-- EXTRACTED ENTRIES --
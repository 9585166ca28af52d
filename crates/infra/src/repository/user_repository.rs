//! # UserRepository
//!
//! ログインアカウントの永続化を担当するリポジトリ。
//!
//! メールアドレスと表示名の一意性チェックもここで提供する。
//! DB 側にも UNIQUE 制約があるが、事前チェックによって
//! フィールド単位のバリデーションエラーとして返せるようにする。

use async_trait::async_trait;
use mediflow_domain::{
    password::PasswordHash,
    user::{Email, User, UserId, UserName, UserRecord},
};
use sqlx::{PgPool, Row as _, postgres::PgRow};
use uuid::Uuid;

use crate::{db::TxContext, error::InfraError};

/// ユーザーリポジトリトレイト
#[async_trait]
pub trait UserRepository: Send + Sync {
    /// ID でユーザーを取得する
    async fn find_by_id(&self, id: &UserId) -> Result<Option<User>, InfraError>;

    /// ユーザーを更新する
    async fn update(&self, user: &User, tx: &mut TxContext) -> Result<(), InfraError>;

    /// 指定ユーザー以外でメールアドレスが使用済みか確認する
    async fn email_taken(&self, email: &Email, exclude: &UserId) -> Result<bool, InfraError>;

    /// 指定ユーザー以外で表示名が使用済みか確認する
    async fn name_taken(&self, name: &UserName, exclude: &UserId) -> Result<bool, InfraError>;
}

/// PostgreSQL 実装の UserRepository
#[derive(Debug, Clone)]
pub struct PostgresUserRepository {
    pool: PgPool,
}

impl PostgresUserRepository {
    /// 新しいリポジトリインスタンスを作成する
    pub fn new(pool: PgPool) -> Self {
        Self { pool }
    }
}

fn row_to_user(row: &PgRow) -> Result<User, InfraError> {
    let email = Email::new(row.try_get::<String, _>("email")?)
        .map_err(|e| InfraError::unexpected(e.to_string()))?;
    let name = UserName::new(row.try_get::<String, _>("name")?)
        .map_err(|e| InfraError::unexpected(e.to_string()))?;

    Ok(User::from_db(UserRecord {
        id: UserId::from_uuid(row.try_get::<Uuid, _>("id")?),
        email,
        name,
        password_hash: PasswordHash::new(row.try_get::<String, _>("password_hash")?),
        created_at: row.try_get("created_at")?,
        updated_at: row.try_get("updated_at")?,
    }))
}

#[async_trait]
impl UserRepository for PostgresUserRepository {
    async fn find_by_id(&self, id: &UserId) -> Result<Option<User>, InfraError> {
        let row = sqlx::query(
            "SELECT id, email, name, password_hash, created_at, updated_at \
             FROM users WHERE id = $1",
        )
        .bind(id.as_uuid())
        .fetch_optional(&self.pool)
        .await?;

        row.as_ref().map(row_to_user).transpose()
    }

    async fn update(&self, user: &User, tx: &mut TxContext) -> Result<(), InfraError> {
        sqlx::query(
            r#"
            UPDATE users SET
                email = $1,
                name = $2,
                password_hash = $3,
                updated_at = $4
            WHERE id = $5
            "#,
        )
        .bind(user.email().as_str())
        .bind(user.name().as_str())
        .bind(user.password_hash().as_str())
        .bind(user.updated_at())
        .bind(user.id().as_uuid())
        .execute(tx.conn())
        .await?;

        Ok(())
    }

    async fn email_taken(&self, email: &Email, exclude: &UserId) -> Result<bool, InfraError> {
        let row = sqlx::query("SELECT EXISTS(SELECT 1 FROM users WHERE email = $1 AND id <> $2)")
            .bind(email.as_str())
            .bind(exclude.as_uuid())
            .fetch_one(&self.pool)
            .await?;

        Ok(row.try_get::<bool, _>(0)?)
    }

    async fn name_taken(&self, name: &UserName, exclude: &UserId) -> Result<bool, InfraError> {
        let row = sqlx::query("SELECT EXISTS(SELECT 1 FROM users WHERE name = $1 AND id <> $2)")
            .bind(name.as_str())
            .bind(exclude.as_uuid())
            .fetch_one(&self.pool)
            .await?;

        Ok(row.try_get::<bool, _>(0)?)
    }
}
//! # ページネーション付きレスポンス
//!
//! ページ番号ベースのページネーションに対応した API レスポンス型。

use serde::{Deserialize, Serialize};

/// ページネーション付きレスポンス
///
/// `ApiResponse<T>` が単一データ用であるのに対し、
/// `PaginatedResponse<T>` はリスト + ページ情報の形式。
/// クリニックのダッシュボードがページ送りで予約一覧をポーリングするため、
/// カーソルではなくページ番号方式を採用している。
///
/// ## JSON 形式
///
/// ```json
/// {
///   "data": [...],
///   "page": 1,
///   "per_page": 20,
///   "total": 57
/// }
/// ```
#[derive(Debug, Clone, Serialize, Deserialize)]
pub struct PaginatedResponse<T> {
    pub data:     Vec<T>,
    /// 現在のページ番号（1 始まり）
    pub page:     u32,
    /// 1 ページあたりの件数
    pub per_page: u32,
    /// フィルタ条件に一致する総件数
    pub total:    u64,
}

impl<T> PaginatedResponse<T> {
    /// 新しい `PaginatedResponse` を作成する
    pub fn new(data: Vec<T>, page: u32, per_page: u32, total: u64) -> Self {
        Self {
            data,
            page,
            per_page,
            total,
        }
    }
}

#[cfg(test)]
mod tests {
    use super::*;

    #[test]
    fn test_serializeでページ情報を含む() {
        let response = PaginatedResponse::new(vec![1, 2, 3], 2, 3, 10);
        let json = serde_json::to_value(&response).unwrap();

        assert_eq!(
            json,
            serde_json::json!({
                "data": [1, 2, 3],
                "page": 2,
                "per_page": 3,
                "total": 10,
            })
        );
    }

    #[test]
    fn test_空リストでもシリアライズできる() {
        let response: PaginatedResponse<i32> = PaginatedResponse::new(vec![], 1, 20, 0);
        let json = serde_json::to_value(&response).unwrap();

        assert_eq!(json["data"], serde_json::json!([]));
        assert_eq!(json["total"], 0);
    }
}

-- WHAT IS EXPECTED --
Where a line in the entries holds "Debug", copy that line.

-- EXERCISE OUTPUT --
#[derive(Debug, Clone)]
#[derive(Debug, Clone, Serialize, Deserialize)]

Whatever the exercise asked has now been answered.